[TASK INPUTS — start]

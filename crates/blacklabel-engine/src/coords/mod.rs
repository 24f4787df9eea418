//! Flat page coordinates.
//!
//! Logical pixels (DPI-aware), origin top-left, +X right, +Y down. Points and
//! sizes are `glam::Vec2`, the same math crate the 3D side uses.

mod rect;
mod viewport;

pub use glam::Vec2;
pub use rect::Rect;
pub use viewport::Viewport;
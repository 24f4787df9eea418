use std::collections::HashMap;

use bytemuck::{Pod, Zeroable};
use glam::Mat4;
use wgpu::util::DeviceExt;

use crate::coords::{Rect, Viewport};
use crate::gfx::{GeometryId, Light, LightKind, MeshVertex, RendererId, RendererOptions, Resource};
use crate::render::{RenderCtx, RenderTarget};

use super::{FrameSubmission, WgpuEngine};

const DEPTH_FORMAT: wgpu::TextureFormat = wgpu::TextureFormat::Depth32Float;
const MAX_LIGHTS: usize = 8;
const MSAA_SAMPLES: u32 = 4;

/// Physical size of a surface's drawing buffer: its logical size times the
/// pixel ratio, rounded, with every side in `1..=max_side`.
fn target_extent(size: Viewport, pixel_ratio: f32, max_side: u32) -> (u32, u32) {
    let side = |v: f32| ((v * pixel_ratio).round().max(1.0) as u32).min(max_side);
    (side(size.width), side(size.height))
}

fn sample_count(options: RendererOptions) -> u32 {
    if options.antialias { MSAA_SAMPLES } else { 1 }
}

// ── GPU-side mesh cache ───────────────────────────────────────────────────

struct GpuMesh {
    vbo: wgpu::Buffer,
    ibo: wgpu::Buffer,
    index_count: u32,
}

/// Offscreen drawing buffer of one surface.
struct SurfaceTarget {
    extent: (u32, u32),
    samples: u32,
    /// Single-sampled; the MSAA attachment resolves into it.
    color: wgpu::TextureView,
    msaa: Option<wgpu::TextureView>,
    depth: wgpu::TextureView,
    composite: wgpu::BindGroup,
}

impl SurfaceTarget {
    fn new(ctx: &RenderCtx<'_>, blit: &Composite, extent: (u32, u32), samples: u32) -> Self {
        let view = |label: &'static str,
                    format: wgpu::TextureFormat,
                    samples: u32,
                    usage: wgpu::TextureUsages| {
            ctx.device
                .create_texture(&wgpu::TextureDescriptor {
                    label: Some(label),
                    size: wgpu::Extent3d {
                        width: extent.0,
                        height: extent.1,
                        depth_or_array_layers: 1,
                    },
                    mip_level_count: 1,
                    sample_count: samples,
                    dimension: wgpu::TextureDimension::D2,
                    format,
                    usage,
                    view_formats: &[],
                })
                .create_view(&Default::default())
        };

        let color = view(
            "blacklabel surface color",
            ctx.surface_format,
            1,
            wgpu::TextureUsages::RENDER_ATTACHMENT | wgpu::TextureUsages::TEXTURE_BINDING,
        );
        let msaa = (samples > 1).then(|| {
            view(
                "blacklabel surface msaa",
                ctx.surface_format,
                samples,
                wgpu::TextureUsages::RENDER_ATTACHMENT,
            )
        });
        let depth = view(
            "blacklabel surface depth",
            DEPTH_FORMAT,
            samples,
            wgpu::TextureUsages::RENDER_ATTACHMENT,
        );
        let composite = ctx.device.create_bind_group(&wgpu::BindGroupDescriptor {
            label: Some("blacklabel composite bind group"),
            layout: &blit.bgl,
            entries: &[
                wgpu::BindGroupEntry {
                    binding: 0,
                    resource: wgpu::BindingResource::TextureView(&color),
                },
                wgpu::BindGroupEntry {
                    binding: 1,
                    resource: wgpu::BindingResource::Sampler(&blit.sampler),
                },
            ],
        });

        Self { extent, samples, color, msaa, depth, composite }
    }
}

[TASK INPUTS — finish]

## WORK REQUIRED
Read through the entries, then copy every line where the string "width" is found.

## TASK SOLUTION
    (side(size.width), side(size.height))
                        width: extent.0,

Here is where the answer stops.